There you are, as a brand new Pega Developer in a Pega-team. You open your laptop and start you most loyal tabs: e-mail and Pega Developer Studio. You are checking up on what was in your branch again. Then you quickly realize that your most important tool is not within reach; coffee. You are locking your laptop like a true warrior, and running through the corridors. You heroically press the espresso button, hoping your colleague won’t stop you because your bug hasn’t been updated on the scrum board yet. And then your day has just begun…

But how it should go

While completing your CSA and CSSA training you could still click around in an application to your heart’s content, but once at your workplace you are rightly expected to introduce a little more structure in how you do things.
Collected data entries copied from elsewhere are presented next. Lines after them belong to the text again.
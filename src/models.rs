use serde::de::{self, IgnoredAny, MapAccess, SeqAccess, Visitor};
use serde::{Deserialize, Deserializer, Serialize};
use log::debug;
use std::fmt;

/// Number of fiscal periods (months) in one fiscal year.
pub const PERIODS: usize = 12;

/// One metric across all periods of one fiscal year. Slot `i` holds period `i + 1`.
pub type DenseSeries = [f64; PERIODS];

/// The three financial metrics shown in the chart.
#[derive(Debug, Clone, Copy, PartialEq, Eq, PartialOrd, Ord, Hash, Serialize, Deserialize)]
#[serde(rename_all = "snake_case")]
pub enum Metric {
    Sales,
    GrossProfit,
    OperatingProfit,
}

impl Metric {
    /// All metrics in chart order (sales first).
    pub const ALL: [Metric; 3] = [Metric::Sales, Metric::GrossProfit, Metric::OperatingProfit];

    /// Display name used in dataset labels, e.g. `"2024 gross profit"`.
    pub fn display_name(self) -> &'static str {
        match self {
            Metric::Sales => "sales",
            Metric::GrossProfit => "gross profit",
            Metric::OperatingProfit => "operating profit",
        }
    }

    /// Field name used in input documents and CSV exports.
    pub fn key(self) -> &'static str {
        match self {
            Metric::Sales => "sales",
            Metric::GrossProfit => "gross_profit",
            Metric::OperatingProfit => "operating_profit",
        }
    }
}

/// One month of an already-aggregated fiscal summary.
///
/// Every numeric field is parsed leniently: numbers, numeric strings and `null`
/// are accepted, anything else becomes `0`.
#[derive(Debug, Clone, Default, PartialEq, Serialize, Deserialize)]
pub struct MonthRecord {
    /// 1-indexed fiscal month. `None` when the record carries no period.
    #[serde(default, deserialize_with = "de_period")]
    pub period: Option<u32>,
    #[serde(default, deserialize_with = "de_lenient_f64")]
    pub sales: f64,
    #[serde(default, deserialize_with = "de_lenient_f64")]
    pub gross_profit: f64,
    #[serde(default, deserialize_with = "de_lenient_f64")]
    pub operating_profit: f64,
}

impl MonthRecord {
    pub fn new(period: u32, sales: f64, gross_profit: f64, operating_profit: f64) -> Self {
        Self {
            period: Some(period),
            sales,
            gross_profit,
            operating_profit,
        }
    }

    pub fn value(&self, metric: Metric) -> f64 {
        match metric {
            Metric::Sales => self.sales,
            Metric::GrossProfit => self.gross_profit,
            Metric::OperatingProfit => self.operating_profit,
        }
    }

    /// Zero-based slot for this record, or `None` when the period is absent or outside 1..=12.
    pub fn slot(&self) -> Option<usize> {
        match self.period {
            Some(p) if (1..=PERIODS as u32).contains(&p) => Some(p as usize - 1),
            _ => None,
        }
    }
}

/// Monthly records of one fiscal year.
#[derive(Debug, Clone, Default, PartialEq, Serialize, Deserialize)]
pub struct YearlySummary {
    #[serde(deserialize_with = "de_i32_from_string_or_number")]
    pub year: i32,
    #[serde(default, rename = "data", alias = "records")]
    pub records: Vec<MonthRecord>,
}

impl YearlySummary {
    pub fn new(year: i32, records: Vec<MonthRecord>) -> Self {
        Self { year, records }
    }
}

/// Optional budget figures for the current year, one 12-slot array per metric.
#[derive(Debug, Clone, Default, PartialEq, Serialize, Deserialize)]
pub struct BudgetSeries {
    #[serde(default, deserialize_with = "de_lenient_vec")]
    pub sales: Vec<f64>,
    #[serde(default, deserialize_with = "de_lenient_vec")]
    pub gross_profit: Vec<f64>,
    #[serde(default, deserialize_with = "de_lenient_vec")]
    pub operating_profit: Vec<f64>,
}

impl BudgetSeries {
    pub fn values(&self, metric: Metric) -> &[f64] {
        match metric {
            Metric::Sales => &self.sales,
            Metric::GrossProfit => &self.gross_profit,
            Metric::OperatingProfit => &self.operating_profit,
        }
    }

    /// Budget for `metric` as a dense series: short arrays are zero-padded, long ones truncated.
    pub fn dense(&self, metric: Metric) -> DenseSeries {
        let mut out = [0.0; PERIODS];
        for (slot, v) in out.iter_mut().zip(self.values(metric)) {
            *slot = finite_or_zero(*v);
        }
        out
    }

    /// True when any metric has at least one budget value above zero.
    pub fn has_positive_value(&self) -> bool {
        Metric::ALL
            .iter()
            .any(|m| self.values(*m).iter().any(|v| *v > 0.0))
    }
}

/// Whether the optional profit overlays are shown. Sales are always shown.
#[derive(Debug, Clone, Copy, Default, PartialEq, Eq, Hash, Serialize, Deserialize)]
pub struct ToggleState {
    pub show_gross_profit: bool,
    pub show_operating_profit: bool,
}

impl ToggleState {
    pub fn new(show_gross_profit: bool, show_operating_profit: bool) -> Self {
        Self {
            show_gross_profit,
            show_operating_profit,
        }
    }
}

/// The page payload: summaries (newest year first, as delivered), labels and budget.
#[derive(Debug, Clone, Default, PartialEq, Serialize, Deserialize)]
pub struct ChartInput {
    /// Entries without a usable year are dropped while parsing.
    #[serde(default, alias = "yearly_summaries", deserialize_with = "de_summaries")]
    pub monthly_summaries: Vec<YearlySummary>,
    #[serde(default, deserialize_with = "de_labels")]
    pub months_label: Option<Vec<String>>,
    #[serde(default)]
    pub budget: Option<BudgetSeries>,
    #[serde(default)]
    pub latest_year: Option<i32>,
    /// Closing month of the fiscal year, used to derive labels when `months_label` is absent.
    #[serde(default)]
    pub fiscal_month: Option<u32>,
}

pub(crate) fn finite_or_zero(v: f64) -> f64 {
    if v.is_finite() { v } else { 0.0 }
}

/// `f64` that never fails to deserialize: non-numeric input becomes `0.0`.
#[derive(Debug, Clone, Copy, Default, PartialEq)]
pub struct LenientF64(pub f64);

impl<'de> Deserialize<'de> for LenientF64 {
    fn deserialize<D>(deserializer: D) -> Result<Self, D::Error>
    where
        D: Deserializer<'de>,
    {
        struct LenientVisitor;

        impl<'de> Visitor<'de> for LenientVisitor {
            type Value = LenientF64;

            fn expecting(&self, f: &mut fmt::Formatter) -> fmt::Result {
                write!(f, "a number, a numeric string, or null")
            }

            fn visit_f64<E: de::Error>(self, v: f64) -> Result<Self::Value, E> {
                Ok(LenientF64(finite_or_zero(v)))
            }

            fn visit_i64<E: de::Error>(self, v: i64) -> Result<Self::Value, E> {
                Ok(LenientF64(v as f64))
            }

            fn visit_u64<E: de::Error>(self, v: u64) -> Result<Self::Value, E> {
                Ok(LenientF64(v as f64))
            }

            fn visit_str<E: de::Error>(self, s: &str) -> Result<Self::Value, E> {
                let parsed = s.trim().replace(',', "").parse::<f64>().unwrap_or(0.0);
                Ok(LenientF64(finite_or_zero(parsed)))
            }

            fn visit_bool<E: de::Error>(self, _v: bool) -> Result<Self::Value, E> {
                Ok(LenientF64(0.0))
            }

            fn visit_unit<E: de::Error>(self) -> Result<Self::Value, E> {
                Ok(LenientF64(0.0))
            }

            fn visit_none<E: de::Error>(self) -> Result<Self::Value, E> {
                Ok(LenientF64(0.0))
            }

            fn visit_some<D: Deserializer<'de>>(self, d: D) -> Result<Self::Value, D::Error> {
                LenientF64::deserialize(d)
            }

            fn visit_seq<A: SeqAccess<'de>>(self, mut seq: A) -> Result<Self::Value, A::Error> {
                while seq.next_element::<IgnoredAny>()?.is_some() {}
                Ok(LenientF64(0.0))
            }

            fn visit_map<A: MapAccess<'de>>(self, mut map: A) -> Result<Self::Value, A::Error> {
                while map.next_entry::<IgnoredAny, IgnoredAny>()?.is_some() {}
                Ok(LenientF64(0.0))
            }
        }

        deserializer.deserialize_any(LenientVisitor)
    }
}

fn de_lenient_f64<'de, D>(deserializer: D) -> Result<f64, D::Error>
where
    D: Deserializer<'de>,
{
    LenientF64::deserialize(deserializer).map(|v| v.0)
}

fn de_lenient_vec<'de, D>(deserializer: D) -> Result<Vec<f64>, D::Error>
where
    D: Deserializer<'de>,
{
    let values: Option<Vec<LenientF64>> = Option::deserialize(deserializer)?;
    Ok(values
        .unwrap_or_default()
        .into_iter()
        .map(|v| v.0)
        .collect())
}

/// Period as integer, integral float or numeric string. Anything else means "no period".
fn de_period<'de, D>(deserializer: D) -> Result<Option<u32>, D::Error>
where
    D: Deserializer<'de>,
{
    let raw = LenientF64::deserialize(deserializer)?.0;
    if raw >= 1.0 && raw.fract() == 0.0 && raw <= u32::MAX as f64 {
        Ok(Some(raw as u32))
    } else {
        Ok(None)
    }
}

/// Year as integer, integral float or numeric string. `null` and anything unparseable
/// yield `None`.
fn de_opt_year<'de, D>(deserializer: D) -> Result<Option<i32>, D::Error>
where
    D: Deserializer<'de>,
{
    struct YearVisitor;

    impl<'de> Visitor<'de> for YearVisitor {
        type Value = Option<i32>;

        fn expecting(&self, f: &mut fmt::Formatter) -> fmt::Result {
            write!(f, "a string or integer representing a year")
        }

        fn visit_i64<E: de::Error>(self, v: i64) -> Result<Self::Value, E> {
            Ok(i32::try_from(v).ok())
        }

        fn visit_u64<E: de::Error>(self, v: u64) -> Result<Self::Value, E> {
            Ok(i32::try_from(v).ok())
        }

        fn visit_f64<E: de::Error>(self, v: f64) -> Result<Self::Value, E> {
            if v.fract() == 0.0 && v >= i32::MIN as f64 && v <= i32::MAX as f64 {
                Ok(Some(v as i32))
            } else {
                Ok(None)
            }
        }

        fn visit_str<E: de::Error>(self, s: &str) -> Result<Self::Value, E> {
            Ok(s.trim().parse::<i32>().ok())
        }

        fn visit_unit<E: de::Error>(self) -> Result<Self::Value, E> {
            Ok(None)
        }

        fn visit_none<E: de::Error>(self) -> Result<Self::Value, E> {
            Ok(None)
        }

        fn visit_some<D: Deserializer<'de>>(self, d: D) -> Result<Self::Value, D::Error> {
            de_opt_year(d)
        }
    }

    deserializer.deserialize_any(YearVisitor)
}

/// Serde helper: parse `i32` from either a JSON number or a string.
fn de_i32_from_string_or_number<'de, D>(deserializer: D) -> Result<i32, D::Error>
where
    D: Deserializer<'de>,
{
    de_opt_year(deserializer)?.ok_or_else(|| de::Error::custom("missing or invalid year"))
}

#[derive(Deserialize)]
struct RawSummary {
    #[serde(default, deserialize_with = "de_opt_year")]
    year: Option<i32>,
    #[serde(default, rename = "data", alias = "records")]
    records: Vec<MonthRecord>,
}

fn de_summaries<'de, D>(deserializer: D) -> Result<Vec<YearlySummary>, D::Error>
where
    D: Deserializer<'de>,
{
    let raw: Option<Vec<RawSummary>> = Option::deserialize(deserializer)?;
    Ok(raw
        .unwrap_or_default()
        .into_iter()
        .filter_map(|s| match s.year {
            Some(year) => Some(YearlySummary::new(year, s.records)),
            None => {
                debug!("skipping summary without a usable year");
                None
            }
        })
        .collect())
}

#[derive(Deserialize)]
#[serde(untagged)]
enum RawLabel {
    Text(String),
    Int(i64),
    Float(f64),
}

/// Month labels may arrive as numbers (`[4, 5, ...]`) or strings.
fn de_labels<'de, D>(deserializer: D) -> Result<Option<Vec<String>>, D::Error>
where
    D: Deserializer<'de>,
{
    let raw: Option<Vec<RawLabel>> = Option::deserialize(deserializer)?;
    Ok(raw.map(|labels| {
        labels
            .into_iter()
            .map(|l| match l {
                RawLabel::Text(s) => s,
                RawLabel::Int(n) => n.to_string(),
                RawLabel::Float(x) => x.to_string(),
            })
            .collect()
    }))
}

#[cfg(test)]
mod tests {
    use super::*;

    #[test]
    fn month_record_coerces_garbage_to_zero() {
        let r: MonthRecord = serde_json::from_str(
            r#"{"period":"3","sales":"1,200","gross_profit":null,"operating_profit":"n/a"}"#,
        )
        .unwrap();
        assert_eq!(r.period, Some(3));
        assert_eq!(r.sales, 1200.0);
        assert_eq!(r.gross_profit, 0.0);
        assert_eq!(r.operating_profit, 0.0);
    }

    #[test]
    fn month_record_without_period() {
        let r: MonthRecord = serde_json::from_str(r#"{"sales":10}"#).unwrap();
        assert_eq!(r.period, None);
        assert_eq!(r.slot(), None);

        let r: MonthRecord = serde_json::from_str(r#"{"period":null,"sales":10}"#).unwrap();
        assert_eq!(r.period, None);
    }

    #[test]
    fn out_of_range_period_has_no_slot() {
        assert_eq!(MonthRecord::new(13, 1.0, 1.0, 1.0).slot(), None);
        assert_eq!(MonthRecord::new(0, 1.0, 1.0, 1.0).slot(), None);
        assert_eq!(MonthRecord::new(12, 1.0, 1.0, 1.0).slot(), Some(11));
    }

    #[test]
    fn yearly_summary_accepts_data_or_records() {
        let a: YearlySummary =
            serde_json::from_str(r#"{"year":"2024","data":[{"period":1,"sales":5}]}"#).unwrap();
        let b: YearlySummary =
            serde_json::from_str(r#"{"year":2024,"records":[{"period":1,"sales":5}]}"#).unwrap();
        assert_eq!(a, b);
        assert_eq!(a.year, 2024);
    }

    #[test]
    fn year_accepts_integral_float() {
        let s: YearlySummary = serde_json::from_str(r#"{"year":2024.0,"data":[]}"#).unwrap();
        assert_eq!(s.year, 2024);
        assert!(serde_json::from_str::<YearlySummary>(r#"{"year":null}"#).is_err());
    }

    #[test]
    fn summaries_without_year_are_skipped() {
        let input: ChartInput = serde_json::from_str(
            r#"{"monthly_summaries":[
                {"year":2024.0,"data":[{"period":1,"sales":5}]},
                {"year":null,"data":[{"period":1,"sales":9}]},
                {"data":[]},
                {"year":"20x3","data":[]},
                {"year":"2023","data":[]}
            ]}"#,
        )
        .unwrap();
        let years: Vec<i32> = input.monthly_summaries.iter().map(|s| s.year).collect();
        assert_eq!(years, vec![2024, 2023]);
    }

    #[test]
    fn budget_dense_pads_and_truncates() {
        let budget = BudgetSeries {
            sales: vec![1.0, 2.0],
            gross_profit: vec![1.0; 14],
            operating_profit: vec![],
        };
        let s = budget.dense(Metric::Sales);
        assert_eq!(s[0], 1.0);
        assert_eq!(s[1], 2.0);
        assert!(s[2..].iter().all(|v| *v == 0.0));
        assert_eq!(budget.dense(Metric::GrossProfit), [1.0; PERIODS]);
        assert_eq!(budget.dense(Metric::OperatingProfit), [0.0; PERIODS]);
    }

    #[test]
    fn labels_accept_numbers() {
        let input: ChartInput =
            serde_json::from_str(r#"{"monthly_summaries":[],"months_label":[4,5,"Jun"]}"#).unwrap();
        assert_eq!(
            input.months_label,
            Some(vec!["4".to_string(), "5".to_string(), "Jun".to_string()])
        );
    }
}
It often starts with considering what kind of tools within Pega are there to work on the problem you are facing. In the training that was a predetermined choice, but the field of computer science lends itself to solving a single problem in a hundred different ways. You cannot make the right choice yourself in the beginning (you only think that thanks to the Dunnig-Kruger effect), but both your colleagues and the platform itself offer you countless examples.

Compare it to a puzzle

Now you are mainly concerned with elaborating your choice. That is what the training tries to prepare you for, but where experience plays a much more important role. What you can do, based on the content of the training, is to set up a framework with what needs to be done within your logic. It can be compared to a jigsaw puzzle: you know that a beautiful image has to come out of a thousand pieces, but you have to accept that there will always be edges and lines.

Two things can happen during these processes: you get frustrated and go through the coffee cycle again and again, or you accept that it will take some time to get things done on your own. As a trainee, take it from me that it’s worth it to be patient and that it’s okay to ask for help. Everyone has been a junior at some point in their life, or a senior working with new software – it doesn’t matter. What matters is that you complete that puzzle and if you do, then the euphoria is just as great as when you got your CSA or CSSA certificate.